* RECORDS FOR THE TASK
******
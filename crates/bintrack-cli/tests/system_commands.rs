use bintrack_testing::{TestWorld, fixtures, server};
use bintrack_types::{HistoryEntry, OperationType, RecordId};
use predicates::prelude::*;

#[tokio::test(flavor = "multi_thread")]
async fn test_health() {
    let world = TestWorld::start().await;
    server::mount_health(world.server()).await;

    let result = world.run(&["health"]).unwrap();
    assert!(result.success());
    assert!(result.stdout().contains("Server is ok"));
    assert!(result.stdout().contains(&world.server_uri()));
}

#[tokio::test(flavor = "multi_thread")]
async fn test_config_init_then_show_redacts_cookie() {
    let world = TestWorld::start().await;

    let result = world.run(&["config", "init"]).unwrap();
    assert!(result.success());
    assert!(result.stdout().contains("Config written"));
    assert!(world.config_path().exists());

    let again = world.run(&["config", "init"]).unwrap();
    assert!(again.stdout().contains("Config already exists"));

    let written = std::fs::read_to_string(world.config_path()).unwrap();
    std::fs::write(
        world.config_path(),
        written.replace("[server]\n", "[server]\nsession_cookie = \"session=secret\"\n"),
    )
    .unwrap();

    let shown = world.run(&["config", "show"]).unwrap();
    assert!(shown.success());
    assert!(shown.stdout().contains("<redacted>"));
    assert!(!shown.stdout().contains("session=secret"));
}

#[tokio::test(flavor = "multi_thread")]
async fn test_bins_filter_locally() {
    let world = TestWorld::start().await;
    server::mount_bins(world.server(), &fixtures::bins()).await;

    let result = world.run(&["bins", "--search", "a-0"]).unwrap();
    assert!(result.success());
    assert!(result.stdout().contains("A-01"));
    assert!(result.stdout().contains("A-02"));
    assert!(!result.stdout().contains("COLD-1"));
}

#[tokio::test(flavor = "multi_thread")]
async fn test_short_product_query_sends_nothing() {
    let world = TestWorld::start().await;
    server::mount_products(world.server(), &fixtures::products()).await;

    let result = world.run(&["products", "m"]).unwrap();
    assert!(result.success());
    assert!(
        world
            .server()
            .received_requests()
            .await
            .unwrap_or_default()
            .is_empty()
    );
}

#[tokio::test(flavor = "multi_thread")]
async fn test_history_list() {
    let world = TestWorld::start().await.with_format("json");
    let entry = HistoryEntry {
        history_id: 1,
        record_id: RecordId::new(2),
        operation: OperationType::Adjust,
        timestamp: Some("Tue, 14 Jan 2025 09:30:00 GMT".to_string()),
        username: Some("jdoe".to_string()),
        previous_upc: None,
        previous_description: Some("Orange Juice".to_string()),
        previous_cases: Some(5),
        previous_bin_id: None,
        previous_bin: Some("A-02".to_string()),
        previous_unit_qty: None,
        new_upc: None,
        new_description: Some("Orange Juice".to_string()),
        new_cases: Some(3),
        new_bin_id: None,
        new_bin: Some("A-02".to_string()),
        new_unit_qty: None,
        adjustment: Some(-2),
        notes: Some("damaged".to_string()),
    };
    server::mount_history(world.server(), &[entry]).await;

    let result = world.run(&["history", "list", "--record-id", "2"]).unwrap();
    assert!(result.success(), "stderr: {}", result.stderr());

    let json = result.json().unwrap();
    let entries = json["content"]["entries"].as_array().unwrap();
    assert_eq!(entries.len(), 1);
    assert_eq!(entries[0]["user"], "jdoe");
    assert_eq!(entries[0]["change"], "-2 cases (5 → 3)");
}

#[tokio::test(flavor = "multi_thread")]
async fn test_no_command_prints_guidance() {
    let world = TestWorld::start().await;

    world
        .command()
        .unwrap()
        .assert()
        .success()
        .stdout(predicate::str::contains("bintrack config init"));
}
pub mod console;
pub mod traits;
pub mod tui;

pub use console::ConsoleRenderer;
pub use traits::Renderer;
pub use tui::{BrowseAction, InputMode, TuiRenderer, map_key};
******
* TASK TO COMPLETE
Write out each line exactly, as it is shown above.

* RESPONSE
filename crates/bintrack-cli/tests/system_commands.rs
use bintrack_testing::{TestWorld, fixtures, server};
use bintrack_types::{HistoryEntry, OperationType, RecordId};
use predicates::prelude::*;

#[tokio::test(flavor = "multi_thread")]
async fn test_health() {
    let world = TestWorld::start().await;
    server::mount_health(world.server()).await;

    let result = world.run(&["health"]).unwrap();
    assert!(result.success());
    assert!(result.stdout().contains("Server is ok"));
    assert!(result.stdout().contains(&world.server_uri()));
}

#[tokio::test(flavor = "multi_thread")]
async fn test_config_init_then_show_redacts_cookie() {
    let world = TestWorld::start().await;

    let result = world.run(&["config", "init"]).unwrap();
    assert!(result.success());
    assert!(result.stdout().contains("Config written"));
    assert!(world.config_path().exists());

    let again = world.run(&["config", "init"]).unwrap();
    assert!(again.stdout().contains("Config already exists"));

    let written = std::fs::read_to_string(world.config_path()).unwrap();
    std::fs::write(
        world.config_path(),
        written.replace("[server]\n", "[server]\nsession_cookie = \"session=secret\"\n"),
    )
    .unwrap();

    let shown = world.run(&["config", "show"]).unwrap();
    assert!(shown.success());
    assert!(shown.stdout().contains("<redacted>"));
    assert!(!shown.stdout().contains("session=secret"));
}

#[tokio::test(flavor = "multi_thread")]
async fn test_bins_filter_locally() {
    let world = TestWorld::start().await;
    server::mount_bins(world.server(), &fixtures::bins()).await;

    let result = world.run(&["bins", "--search", "a-0"]).unwrap();
    assert!(result.success());
    assert!(result.stdout().contains("A-01"));
    assert!(result.stdout().contains("A-02"));
    assert!(!result.stdout().contains("COLD-1"));
}

#[tokio::test(flavor = "multi_thread")]
async fn test_short_product_query_sends_nothing() {
    let world = TestWorld::start().await;
    server::mount_products(world.server(), &fixtures::products()).await;

    let result = world.run(&["products", "m"]).unwrap();
    assert!(result.success());
    assert!(
        world
            .server()
            .received_requests()
            .await
            .unwrap_or_default()
            .is_empty()
    );
}

#[tokio::test(flavor = "multi_thread")]
async fn test_history_list() {
    let world = TestWorld::start().await.with_format("json");
    let entry = HistoryEntry {
        history_id: 1,
        record_id: RecordId::new(2),
        operation: OperationType::Adjust,
        timestamp: Some("Tue, 14 Jan 2025 09:30:00 GMT".to_string()),
        username: Some("jdoe".to_string()),
        previous_upc: None,
        previous_description: Some("Orange Juice".to_string()),
        previous_cases: Some(5),
        previous_bin_id: None,
        previous_bin: Some("A-02".to_string()),
        previous_unit_qty: None,
        new_upc: None,
        new_description: Some("Orange Juice".to_string()),
        new_cases: Some(3),
        new_bin_id: None,
        new_bin: Some("A-02".to_string()),
        new_unit_qty: None,
        adjustment: Some(-2),
        notes: Some("damaged".to_string()),
    };
    server::mount_history(world.server(), &[entry]).await;

    let result = world.run(&["history", "list", "--record-id", "2"]).unwrap();
    assert!(result.success(), "stderr: {}", result.stderr());

    let json = result.json().unwrap();
    let entries = json["content"]["entries"].as_array().unwrap();
    assert_eq!(entries.len(), 1);
    assert_eq!(entries[0]["user"], "jdoe");
    assert_eq!(entries[0]["change"], "-2 cases (5 → 3)");
}

#[tokio::test(flavor = "multi_thread")]
async fn test_no_command_prints_guidance() {
    let world = TestWorld::start().await;

    world
        .command()
        .unwrap()
        .assert()
        .success()
        .stdout(predicate::str::contains("bintrack config init"));
}
pub mod console;
pub mod traits;
pub mod tui;

pub use console::ConsoleRenderer;
pub use traits::Renderer;
pub use tui::{BrowseAction, InputMode, TuiRenderer, map_key};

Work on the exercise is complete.